Ethnopluralism is the sensible legal solution to the increasing
civil disruptions caused by natural competition between competing
ethnic, religious, and political groups, which have always torn nations apart.
America did not, and will not, melt
into a motley creed of sameness or oneness because human nature does
not act that way, no matter what various intellectuals preach. In every human culture ever studied human nature
included kin-selection preferences, marriage, hierarchy, division of
labor, gender differentiation, localism, ethnocentrism, with
group-selection as the main unit of selection. As E. O. Wilson
reminded us, within
groups, selfish individuals beat altruistic individuals, but groups
of altruists beat groups of selfish individuals every time.

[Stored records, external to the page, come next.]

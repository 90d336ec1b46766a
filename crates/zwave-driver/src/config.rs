//! TOML-based driver configuration.
//!
//! Every field has a default so an empty file (or no file) is a valid
//! configuration. Unknown keys are ignored.

use std::path::Path;
use std::time::Duration;

use serde::Deserialize;

use crate::error::DriverError;

/// Top-level driver configuration.
#[derive(Debug, Clone, Default, Deserialize)]
pub struct DriverConfig {
    /// Keep cached values whose CC the node no longer advertises.
    #[serde(default)]
    pub preserve_unknown_values: bool,
    /// Never update `currentValue` before the node confirms it.
    #[serde(default)]
    pub disable_optimistic_value_update: bool,
    #[serde(default)]
    pub attempts: AttemptsSection,
    #[serde(default)]
    pub timeouts: TimeoutsSection,
    #[serde(default)]
    pub storage: StorageSection,
    #[serde(default)]
    pub logging: LoggingSection,
}

impl DriverConfig {
    /// Load configuration from a TOML file.
    pub fn load(path: &Path) -> Result<Self, DriverError> {
        let content = std::fs::read_to_string(path)
            .map_err(|e| DriverError::Config(format!("failed to read config file: {e}")))?;
        Self::parse(&content)
    }

    /// Parse configuration from a TOML string.
    pub fn parse(s: &str) -> Result<Self, DriverError> {
        toml::from_str(s).map_err(|e| DriverError::Config(format!("failed to parse config: {e}")))
    }
}

/// The `[attempts]` section.
#[derive(Debug, Clone, Deserialize)]
pub struct AttemptsSection {
    /// Frame-level attempts against the controller.
    #[serde(default = "default_controller_attempts")]
    pub controller: u8,
    /// SendData attempts against a node.
    #[serde(default = "default_send_data_attempts")]
    pub send_data: u8,
}

fn default_controller_attempts() -> u8 {
    3
}

fn default_send_data_attempts() -> u8 {
    3
}

impl Default for AttemptsSection {
    fn default() -> Self {
        Self {
            controller: default_controller_attempts(),
            send_data: default_send_data_attempts(),
        }
    }
}

/// The `[timeouts]` section, all in milliseconds.
#[derive(Debug, Clone, Deserialize)]
pub struct TimeoutsSection {
    #[serde(default = "default_ack_ms")]
    pub ack: u64,
    #[serde(default = "default_response_ms")]
    pub response: u64,
    #[serde(default = "default_send_data_callback_ms")]
    pub send_data_callback: u64,
    #[serde(default = "default_nonce_ms")]
    pub nonce: u64,
    /// Inter-frame receive timeout for a partial data frame.
    #[serde(default = "default_frame_ms")]
    pub frame: u64,
    /// Per-exchange budget during a node interview.
    #[serde(default = "default_exchange_ms")]
    pub exchange: u64,
}

fn default_ack_ms() -> u64 {
    1600
}

fn default_response_ms() -> u64 {
    10_000
}

fn default_send_data_callback_ms() -> u64 {
    65_000
}

fn default_nonce_ms() -> u64 {
    10_000
}

fn default_frame_ms() -> u64 {
    1500
}

fn default_exchange_ms() -> u64 {
    30_000
}

impl Default for TimeoutsSection {
    fn default() -> Self {
        Self {
            ack: default_ack_ms(),
            response: default_response_ms(),
            send_data_callback: default_send_data_callback_ms(),
            nonce: default_nonce_ms(),
            frame: default_frame_ms(),
            exchange: default_exchange_ms(),
        }
    }
}

impl TimeoutsSection {
    pub fn ack_timeout(&self) -> Duration {
        Duration::from_millis(self.ack)
    }

    pub fn response_timeout(&self) -> Duration {
        Duration::from_millis(self.response)
    }

    pub fn send_data_callback_timeout(&self) -> Duration {
        Duration::from_millis(self.send_data_callback)
    }

    pub fn nonce_timeout(&self) -> Duration {
        Duration::from_millis(self.nonce)
    }

    pub fn frame_timeout(&self) -> Duration {
        Duration::from_millis(self.frame)
    }

    pub fn exchange_timeout(&self) -> Duration {
        Duration::from_millis(self.exchange)
    }
}

/// The `[storage]` section.
#[derive(Debug, Clone, Deserialize)]
pub struct StorageSection {
    #[serde(default = "default_storage_enabled")]
    pub enabled: bool,
    /// Cache directory. Defaults to `~/.zwave/cache`.
    pub cache_dir: Option<String>,
}

fn default_storage_enabled() -> bool {
    true
}

impl Default for StorageSection {
    fn default() -> Self {
        Self {
            enabled: default_storage_enabled(),
            cache_dir: None,
        }
    }
}

/// The `[logging]` section.
#[derive(Debug, Clone, Deserialize)]
pub struct LoggingSection {
    #[serde(default = "default_log_level")]
    pub level: String,
}

fn default_log_level() -> String {
    "info".to_string()
}

impl Default for LoggingSection {
    fn default() -> Self {
        Self {
            level: default_log_level(),
        }
    }
}

#[cfg(test)]
mod tests {
    use super::*;

    #[test]
    fn empty_config_has_defaults() {
        let config = DriverConfig::parse("").unwrap();
        assert_eq!(config.attempts.controller, 3);
        assert_eq!(config.attempts.send_data, 3);
        assert_eq!(config.timeouts.ack, 1600);
        assert_eq!(config.timeouts.response, 10_000);
        assert_eq!(config.timeouts.send_data_callback, 65_000);
        assert_eq!(config.timeouts.frame, 1500);
        assert!(config.storage.enabled);
        assert_eq!(config.logging.level, "info");
        assert!(!config.preserve_unknown_values);
        assert!(!config.disable_optimistic_value_update);
    }

    #[test]
    fn full_config_parses() {
        let toml = r#"
preserve_unknown_values = true
disable_optimistic_value_update = true

[attempts]
controller = 5
send_data = 2

[timeouts]
ack = 1000
response = 5000
send_data_callback = 30000

[storage]
enabled = false
cache_dir = "/tmp/zwave-test"

[logging]
level = "trace"
"#;
        let config = DriverConfig::parse(toml).unwrap();
        assert!(config.preserve_unknown_values);
        assert!(config.disable_optimistic_value_update);
        assert_eq!(config.attempts.controller, 5);
        assert_eq!(config.timeouts.ack_timeout(), Duration::from_millis(1000));
        assert_eq!(config.timeouts.response_timeout(), Duration::from_secs(5));
        // Unset keys keep their defaults.
        assert_eq!(config.timeouts.frame, 1500);
        assert!(!config.storage.enabled);
        assert_eq!(config.storage.cache_dir.as_deref(), Some("/tmp/zwave-test"));
        assert_eq!(config.logging.level, "trace");
    }

    #[test]
    fn unknown_options_are_ignored() {
        let toml = r#"
some_future_flag = true

[timeouts]
ack = 1200
does_not_exist = 9
"#;
        let config = DriverConfig::parse(toml).unwrap();
        assert_eq!(config.timeouts.ack, 1200);
    }

    #[test]
    fn malformed_toml_rejected() {
        assert!(DriverConfig::parse("[attempts").is_err());
        assert!(DriverConfig::parse("[attempts]\ncontroller = \"three\"").is_err());
    }
}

If a culture proposes to not include these traits of real human
nature the culture does not last long and always returns to these
things. This view of human nature is affirmed at the core of
conservatism and tradition, whereas many of these traits are missing
in the modern political creeds of both the left and the right.
People with courage and influence need
to rise and work for this conservative and legal solution. I see no
other workable or moral long-term solution to the decline of America
and the West.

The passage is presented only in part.